> [Exercise brief]: From the records below, extract only the lines running from the line with "repository 637dd115703bc9c4" to the line with "ratings: record", both lines included, reproducing them exactly.

> [Records provided]:
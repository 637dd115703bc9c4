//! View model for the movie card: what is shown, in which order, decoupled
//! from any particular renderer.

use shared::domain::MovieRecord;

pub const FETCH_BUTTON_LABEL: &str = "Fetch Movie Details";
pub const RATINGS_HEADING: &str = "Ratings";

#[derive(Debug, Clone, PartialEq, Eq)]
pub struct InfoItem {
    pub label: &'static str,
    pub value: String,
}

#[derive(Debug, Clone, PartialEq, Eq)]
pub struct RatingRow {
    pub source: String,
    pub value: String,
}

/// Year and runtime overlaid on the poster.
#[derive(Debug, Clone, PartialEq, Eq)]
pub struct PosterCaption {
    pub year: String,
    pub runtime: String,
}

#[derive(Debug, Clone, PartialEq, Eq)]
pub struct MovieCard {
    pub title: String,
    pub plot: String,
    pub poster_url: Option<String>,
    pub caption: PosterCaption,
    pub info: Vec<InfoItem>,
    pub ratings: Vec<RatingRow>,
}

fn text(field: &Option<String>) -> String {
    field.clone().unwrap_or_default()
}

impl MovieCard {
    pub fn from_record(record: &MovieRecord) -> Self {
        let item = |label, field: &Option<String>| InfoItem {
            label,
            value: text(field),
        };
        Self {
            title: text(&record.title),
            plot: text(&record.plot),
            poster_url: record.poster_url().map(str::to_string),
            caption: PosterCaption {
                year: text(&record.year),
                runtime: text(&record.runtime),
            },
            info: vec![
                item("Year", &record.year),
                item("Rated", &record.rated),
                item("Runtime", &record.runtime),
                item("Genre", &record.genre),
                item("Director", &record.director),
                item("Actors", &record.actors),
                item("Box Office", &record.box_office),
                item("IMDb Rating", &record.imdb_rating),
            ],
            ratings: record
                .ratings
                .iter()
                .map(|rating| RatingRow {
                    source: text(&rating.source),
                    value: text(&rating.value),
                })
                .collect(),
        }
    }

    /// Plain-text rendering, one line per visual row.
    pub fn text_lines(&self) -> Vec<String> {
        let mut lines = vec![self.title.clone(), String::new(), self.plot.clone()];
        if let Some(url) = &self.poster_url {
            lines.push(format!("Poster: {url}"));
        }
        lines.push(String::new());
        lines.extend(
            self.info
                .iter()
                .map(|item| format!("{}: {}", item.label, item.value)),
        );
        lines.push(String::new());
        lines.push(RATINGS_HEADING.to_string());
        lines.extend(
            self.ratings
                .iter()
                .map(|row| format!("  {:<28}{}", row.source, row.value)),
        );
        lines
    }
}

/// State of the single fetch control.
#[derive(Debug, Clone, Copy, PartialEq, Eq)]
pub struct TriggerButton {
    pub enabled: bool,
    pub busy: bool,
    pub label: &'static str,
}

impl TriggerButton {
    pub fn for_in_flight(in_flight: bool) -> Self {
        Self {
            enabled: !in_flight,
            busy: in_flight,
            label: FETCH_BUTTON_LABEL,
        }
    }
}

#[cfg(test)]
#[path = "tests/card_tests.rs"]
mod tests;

==

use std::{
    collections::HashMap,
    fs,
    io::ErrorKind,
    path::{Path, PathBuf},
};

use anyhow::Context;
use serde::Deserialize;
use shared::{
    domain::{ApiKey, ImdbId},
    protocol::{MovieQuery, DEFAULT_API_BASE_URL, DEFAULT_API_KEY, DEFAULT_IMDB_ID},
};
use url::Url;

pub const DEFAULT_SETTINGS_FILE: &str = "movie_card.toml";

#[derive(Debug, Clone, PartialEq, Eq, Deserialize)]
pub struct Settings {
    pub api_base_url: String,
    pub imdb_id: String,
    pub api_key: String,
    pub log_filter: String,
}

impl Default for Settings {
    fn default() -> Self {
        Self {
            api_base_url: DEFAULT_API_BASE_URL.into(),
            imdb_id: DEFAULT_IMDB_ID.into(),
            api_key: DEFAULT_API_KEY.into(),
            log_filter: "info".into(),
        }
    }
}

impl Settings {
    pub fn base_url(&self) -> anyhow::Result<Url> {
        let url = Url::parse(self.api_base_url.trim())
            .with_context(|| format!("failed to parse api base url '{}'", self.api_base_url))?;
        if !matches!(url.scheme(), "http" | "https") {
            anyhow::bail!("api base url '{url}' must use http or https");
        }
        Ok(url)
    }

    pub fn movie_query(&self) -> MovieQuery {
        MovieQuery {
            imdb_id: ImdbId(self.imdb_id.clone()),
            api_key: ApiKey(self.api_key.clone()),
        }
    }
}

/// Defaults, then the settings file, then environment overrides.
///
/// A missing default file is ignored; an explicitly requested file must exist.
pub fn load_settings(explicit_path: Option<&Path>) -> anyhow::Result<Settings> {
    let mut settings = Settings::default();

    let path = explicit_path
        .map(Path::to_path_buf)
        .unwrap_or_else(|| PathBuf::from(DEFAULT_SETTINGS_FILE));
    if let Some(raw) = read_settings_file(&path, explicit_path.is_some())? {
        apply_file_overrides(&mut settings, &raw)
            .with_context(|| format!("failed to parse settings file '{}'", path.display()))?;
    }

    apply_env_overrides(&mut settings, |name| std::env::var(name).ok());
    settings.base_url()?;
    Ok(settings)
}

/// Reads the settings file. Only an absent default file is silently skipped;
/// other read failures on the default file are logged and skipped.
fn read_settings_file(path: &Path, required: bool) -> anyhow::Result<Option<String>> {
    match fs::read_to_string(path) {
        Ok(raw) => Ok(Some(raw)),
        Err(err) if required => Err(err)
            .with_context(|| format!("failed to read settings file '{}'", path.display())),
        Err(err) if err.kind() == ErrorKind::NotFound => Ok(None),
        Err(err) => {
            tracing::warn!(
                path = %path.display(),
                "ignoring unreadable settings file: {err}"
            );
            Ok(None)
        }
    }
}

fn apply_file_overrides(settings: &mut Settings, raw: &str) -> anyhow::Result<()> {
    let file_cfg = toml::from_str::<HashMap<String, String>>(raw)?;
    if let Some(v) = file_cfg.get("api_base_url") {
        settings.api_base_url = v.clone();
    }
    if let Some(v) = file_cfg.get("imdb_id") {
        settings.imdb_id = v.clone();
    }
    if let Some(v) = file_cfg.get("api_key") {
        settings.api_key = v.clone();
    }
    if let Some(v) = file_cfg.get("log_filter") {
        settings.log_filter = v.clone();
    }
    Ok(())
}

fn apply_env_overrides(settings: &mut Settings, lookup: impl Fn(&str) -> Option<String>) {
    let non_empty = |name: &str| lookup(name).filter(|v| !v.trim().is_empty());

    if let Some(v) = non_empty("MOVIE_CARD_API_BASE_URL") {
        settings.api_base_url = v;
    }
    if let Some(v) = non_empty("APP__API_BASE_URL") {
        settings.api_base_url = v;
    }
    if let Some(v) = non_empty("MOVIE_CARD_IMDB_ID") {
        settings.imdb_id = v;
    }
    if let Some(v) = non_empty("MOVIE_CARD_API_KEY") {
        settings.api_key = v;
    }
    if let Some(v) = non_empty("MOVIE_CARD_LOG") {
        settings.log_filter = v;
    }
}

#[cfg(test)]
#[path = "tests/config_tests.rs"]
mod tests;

> [Written solution]:
repository 637dd115703bc9c4
//! View model for the movie card: what is shown, in which order, decoupled
//! from any particular renderer.

use shared::domain::MovieRecord;

pub const FETCH_BUTTON_LABEL: &str = "Fetch Movie Details";
pub const RATINGS_HEADING: &str = "Ratings";

#[derive(Debug, Clone, PartialEq, Eq)]
pub struct InfoItem {
    pub label: &'static str,
    pub value: String,
}

#[derive(Debug, Clone, PartialEq, Eq)]
pub struct RatingRow {
    pub source: String,
    pub value: String,
}

/// Year and runtime overlaid on the poster.
#[derive(Debug, Clone, PartialEq, Eq)]
pub struct PosterCaption {
    pub year: String,
    pub runtime: String,
}

#[derive(Debug, Clone, PartialEq, Eq)]
pub struct MovieCard {
    pub title: String,
    pub plot: String,
    pub poster_url: Option<String>,
    pub caption: PosterCaption,
    pub info: Vec<InfoItem>,
    pub ratings: Vec<RatingRow>,
}

fn text(field: &Option<String>) -> String {
    field.clone().unwrap_or_default()
}

impl MovieCard {
    pub fn from_record(record: &MovieRecord) -> Self {
        let item = |label, field: &Option<String>| InfoItem {
            label,
            value: text(field),
        };
        Self {
            title: text(&record.title),
            plot: text(&record.plot),
            poster_url: record.poster_url().map(str::to_string),
            caption: PosterCaption {
                year: text(&record.year),
                runtime: text(&record.runtime),
            },
            info: vec![
                item("Year", &record.year),
                item("Rated", &record.rated),
                item("Runtime", &record.runtime),
                item("Genre", &record.genre),
                item("Director", &record.director),
                item("Actors", &record.actors),
                item("Box Office", &record.box_office),
                item("IMDb Rating", &record.imdb_rating),
            ],
            ratings: record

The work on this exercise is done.